### TASK INSTRUCTIONS:
Please output the data below exactly as given, starting at its first line and stopping after the line that contains "fails fast with".

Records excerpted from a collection

^^^^^^^^^^^^^^^^

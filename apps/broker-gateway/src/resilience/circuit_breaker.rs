//! Circuit breaker for the remote brokerage dependency.
//!
//! Sheds load while the remote is failing and probes for recovery with a
//! single call at a time.
//!
//! # State Machine
//!
//! ```text
//! CLOSED → OPEN (consecutive failures >= failure_threshold)
//! OPEN → HALF_OPEN (recovery_timeout elapsed)
//! HALF_OPEN → CLOSED (probe succeeds)
//! HALF_OPEN → OPEN (probe fails, recovery timer restarts)
//! ```
//!
//! Admission hands out a [`CallPermit`]. While HALF_OPEN exactly one permit
//! (the probe) is outstanding; every other caller fails fast with
//! [`CircuitOpen`] until the probe resolves.
//!
//! # Example
//!
//! ```rust,ignore
//! let permit = breaker.try_acquire()?;
//! match remote_call().await {
//!     Ok(reply) => permit.succeed(),
//!     Err(_) => permit.fail(),
//! }
//! ```

use std::sync::Arc;
use std::sync::atomic::{AtomicU64, Ordering};
use std::time::Duration;

use parking_lot::Mutex;
use serde::{Deserialize, Serialize};
use thiserror::Error;
use tokio::time::Instant;

use super::clock::Clock;

/// Circuit breaker state.
#[derive(Debug, Clone, Copy, PartialEq, Eq, Serialize, Deserialize)]
#[serde(rename_all = "SCREAMING_SNAKE_CASE")]
pub enum CircuitBreakerState {
    /// Circuit is closed, calls flow normally.
    Closed,
    /// Circuit is open, calls are rejected.
    Open,
    /// Circuit is admitting a single probe call.
    HalfOpen,
}

impl CircuitBreakerState {
    /// Numeric encoding used by the state gauge.
    #[must_use]
    pub const fn as_gauge(self) -> f64 {
        match self {
            Self::Closed => 0.0,
            Self::Open => 1.0,
            Self::HalfOpen => 2.0,
        }
    }
}

impl std::fmt::Display for CircuitBreakerState {
    fn fmt(&self, f: &mut std::fmt::Formatter<'_>) -> std::fmt::Result {
        match self {
            Self::Closed => write!(f, "CLOSED"),
            Self::Open => write!(f, "OPEN"),
            Self::HalfOpen => write!(f, "HALF_OPEN"),
        }
    }
}

/// Circuit breaker configuration.
#[derive(Debug, Clone, Serialize, Deserialize)]
pub struct CircuitBreakerConfig {
    /// Consecutive failures that open the circuit.
    pub failure_threshold: u32,
    /// Time to stay OPEN before a probe is admitted.
    pub recovery_timeout: Duration,
}

impl Default for CircuitBreakerConfig {
    fn default() -> Self {
        Self {
            failure_threshold: 5,
            recovery_timeout: Duration::from_secs(60),
        }
    }
}

/// Call rejected because the circuit is not admitting traffic.
#[derive(Debug, Clone, PartialEq, Eq, Error)]
#[error("circuit '{name}' is {state}")]
pub struct CircuitOpen {
    /// Breaker name.
    pub name: String,
    /// State at rejection time.
    pub state: CircuitBreakerState,
    /// Time until the next probe may be admitted, when known.
    pub retry_after: Option<Duration>,
}

#[derive(Debug)]
struct BreakerInner {
    state: CircuitBreakerState,
    consecutive_failures: u32,
    opened_at: Option<Instant>,
    probe_in_flight: bool,
}

/// Consecutive-failure circuit breaker.
#[derive(Debug)]
pub struct CircuitBreaker {
    name: String,
    config: CircuitBreakerConfig,
    inner: Mutex<BreakerInner>,
    clock: Arc<dyn Clock>,
    total_calls: AtomicU64,
    total_failures: AtomicU64,
    total_rejected: AtomicU64,
    state_transitions: AtomicU64,
}

impl CircuitBreaker {
    /// Create a closed circuit breaker.
    #[must_use]
    pub fn new(name: impl Into<String>, config: CircuitBreakerConfig, clock: Arc<dyn Clock>) -> Self {
        Self {
            name: name.into(),
            config,
            inner: Mutex::new(BreakerInner {
                state: CircuitBreakerState::Closed,
                consecutive_failures: 0,
                opened_at: None,
                probe_in_flight: false,
            }),
            clock,
            total_calls: AtomicU64::new(0),
            total_failures: AtomicU64::new(0),
            total_rejected: AtomicU64::new(0),
            state_transitions: AtomicU64::new(0),
        }
    }

    /// Breaker name.
    #[must_use]
    pub fn name(&self) -> &str {
        &self.name
    }

    /// Current state, applying any elapsed recovery timeout.
    #[must_use]
    pub fn state(&self) -> CircuitBreakerState {
        let mut inner = self.inner.lock();
        self.check_recovery(&mut inner);
        inner.state
    }

    /// Consecutive failures recorded since the last success.
    #[must_use]
    pub fn consecutive_failures(&self) -> u32 {
        self.inner.lock().consecutive_failures
    }

    /// Ask to make a call.
    ///
    /// CLOSED always admits. OPEN rejects until the recovery timeout has
    /// elapsed, then moves to HALF_OPEN. HALF_OPEN admits one probe and
    /// rejects everyone else until the probe resolves.
    pub fn try_acquire(&self) -> Result<CallPermit<'_>, CircuitOpen> {
        let mut inner = self.inner.lock();
        self.check_recovery(&mut inner);

        match inner.state {
            CircuitBreakerState::Closed => Ok(CallPermit::new(self, false)),
            CircuitBreakerState::HalfOpen if !inner.probe_in_flight => {
                inner.probe_in_flight = true;
                tracing::info!(name = %self.name, "Circuit breaker admitting probe call");
                Ok(CallPermit::new(self, true))
            }
            state => {
                let retry_after = self.time_until_probe(&inner);
                drop(inner);
                self.total_rejected.fetch_add(1, Ordering::Relaxed);
                Err(CircuitOpen {
                    name: self.name.clone(),
                    state,
                    retry_after,
                })
            }
        }
    }

    fn on_success(&self, probe: bool) {
        self.total_calls.fetch_add(1, Ordering::Relaxed);
        let mut inner = self.inner.lock();
        if probe {
            inner.probe_in_flight = false;
        }

        match inner.state {
            CircuitBreakerState::Closed => inner.consecutive_failures = 0,
            CircuitBreakerState::HalfOpen if probe => {
                inner.consecutive_failures = 0;
                self.transition(&mut inner, CircuitBreakerState::Closed);
            }
            // A call admitted before a forced open does not close the circuit.
            _ => {}
        }
    }

    fn on_failure(&self, probe: bool) {
        self.total_calls.fetch_add(1, Ordering::Relaxed);
        self.total_failures.fetch_add(1, Ordering::Relaxed);
        let mut inner = self.inner.lock();
        if probe {
            inner.probe_in_flight = false;
        }
        inner.consecutive_failures = inner.consecutive_failures.saturating_add(1);

        match inner.state {
            CircuitBreakerState::Closed
                if inner.consecutive_failures >= self.config.failure_threshold =>
            {
                self.transition(&mut inner, CircuitBreakerState::Open);
            }
            CircuitBreakerState::HalfOpen if probe => {
                self.transition(&mut inner, CircuitBreakerState::Open);
            }
            _ => {}
        }
    }

    fn release_probe(&self) {
        let mut inner = self.inner.lock();
        if inner.probe_in_flight {
            inner.probe_in_flight = false;
            tracing::debug!(name = %self.name, "Unresolved probe released");
        }
    }

    /// Check for the time-based `OPEN` -> `HALF_OPEN` transition.
    fn check_recovery(&self, inner: &mut BreakerInner) {
        if inner.state == CircuitBreakerState::Open
            && let Some(opened) = inner.opened_at
            && self.clock.now().saturating_duration_since(opened) >= self.config.recovery_timeout
        {
            self.transition(inner, CircuitBreakerState::HalfOpen);
        }
    }

    fn time_until_probe(&self, inner: &BreakerInner) -> Option<Duration> {
        match inner.state {
            CircuitBreakerState::Open => inner.opened_at.map(|opened| {
                self.config
                    .recovery_timeout
                    .saturating_sub(self.clock.now().saturating_duration_since(opened))
            }),
            _ => None,
        }
    }

    fn transition(&self, inner: &mut BreakerInner, to: CircuitBreakerState) {
        let from = inner.state;
        if from == to {
            return;
        }

        inner.state = to;
        match to {
            CircuitBreakerState::Open => {
                inner.opened_at = Some(self.clock.now());
                inner.probe_in_flight = false;
                tracing::warn!(
                    name = %self.name,
                    from = %from,
                    to = "OPEN",
                    consecutive_failures = inner.consecutive_failures,
                    "Circuit breaker opened"
                );
            }
            CircuitBreakerState::HalfOpen => {
                inner.probe_in_flight = false;
                tracing::info!(name = %self.name, from = %from, to = "HALF_OPEN", "Circuit breaker testing");
            }
            CircuitBreakerState::Closed => {
                inner.opened_at = None;
                inner.probe_in_flight = false;
                inner.consecutive_failures = 0;
                tracing::info!(name = %self.name, from = %from, to = "CLOSED", "Circuit breaker closed");
            }
        }

        self.state_transitions.fetch_add(1, Ordering::Relaxed);
        crate::observability::record_circuit_breaker_state(&self.name, to);
    }

    /// Snapshot of counters and state.
    #[must_use]
    pub fn metrics(&self) -> CircuitBreakerMetrics {
        let mut inner = self.inner.lock();
        self.check_recovery(&mut inner);
        CircuitBreakerMetrics {
            name: self.name.clone(),
            state: inner.state,
            consecutive_failures: inner.consecutive_failures,
            total_calls: self.total_calls.load(Ordering::Relaxed),
            total_failures: self.total_failures.load(Ordering::Relaxed),
            total_rejected: self.total_rejected.load(Ordering::Relaxed),
            state_transitions: self.state_transitions.load(Ordering::Relaxed),
            next_probe_in: self.time_until_probe(&inner),
        }
    }

    /// Force the circuit breaker to open (operator override).
    pub fn force_open(&self) {
        let mut inner = self.inner.lock();
        self.transition(&mut inner, CircuitBreakerState::Open);
    }

    /// Force the circuit breaker to close (operator override).
    pub fn force_close(&self) {
        let mut inner = self.inner.lock();
        self.transition(&mut inner, CircuitBreakerState::Closed);
    }
}

/// Admission ticket for a single call.
///
/// Resolve with [`CallPermit::succeed`] or [`CallPermit::fail`]. Dropping an
/// unresolved permit records nothing; an unresolved probe frees its slot so
/// the next caller can probe.
#[derive(Debug)]
#[must_use = "a permit must be resolved with succeed() or fail()"]
pub struct CallPermit<'a> {
    breaker: &'a CircuitBreaker,
    probe: bool,
    resolved: bool,
}

impl<'a> CallPermit<'a> {
    const fn new(breaker: &'a CircuitBreaker, probe: bool) -> Self {
        Self {
            breaker,
            probe,
            resolved: false,
        }
    }

    /// Whether this permit is the HALF_OPEN probe.
    #[must_use]
    pub const fn is_probe(&self) -> bool {
        self.probe
    }

    /// Record a successful call.
    pub fn succeed(mut self) {
        self.resolved = true;
        self.breaker.on_success(self.probe);
    }

    /// Record a failed call.
    pub fn fail(mut self) {
        self.resolved = true;
        self.breaker.on_failure(self.probe);
    }
}

impl Drop for CallPermit<'_> {
    fn drop(&mut self) {
        if !self.resolved && self.probe {
            self.breaker.release_probe();
        }
    }
}

/// Metrics for a circuit breaker.
#[derive(Debug, Clone, Serialize, Deserialize)]
pub struct CircuitBreakerMetrics {
    /// Breaker name.
    pub name: String,
    /// Current state.
    pub state: CircuitBreakerState,
    /// Consecutive failures.
    pub consecutive_failures: u32,
    /// Resolved calls.
    pub total_calls: u64,
    /// Failed calls.
    pub total_failures: u64,
    /// Calls rejected without reaching the remote.
    pub total_rejected: u64,
    /// Number of state transitions.
    pub state_transitions: u64,
    /// Time until a probe may be admitted while OPEN.
    pub next_probe_in: Option<Duration>,
}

^^^^^^^^^^^^^^^^

### SOLUTION TO THE EXERCISE:
filename apps/broker-gateway/src/resilience/circuit_breaker.rs
//! Circuit breaker for the remote brokerage dependency.
//!
//! Sheds load while the remote is failing and probes for recovery with a
//! single call at a time.
//!
//! # State Machine
//!
//! ```text
//! CLOSED → OPEN (consecutive failures >= failure_threshold)
//! OPEN → HALF_OPEN (recovery_timeout elapsed)
//! HALF_OPEN → CLOSED (probe succeeds)
//! HALF_OPEN → OPEN (probe fails, recovery timer restarts)
//! ```
//!
//! Admission hands out a [`CallPermit`]. While HALF_OPEN exactly one permit
//! (the probe) is outstanding; every other caller fails fast with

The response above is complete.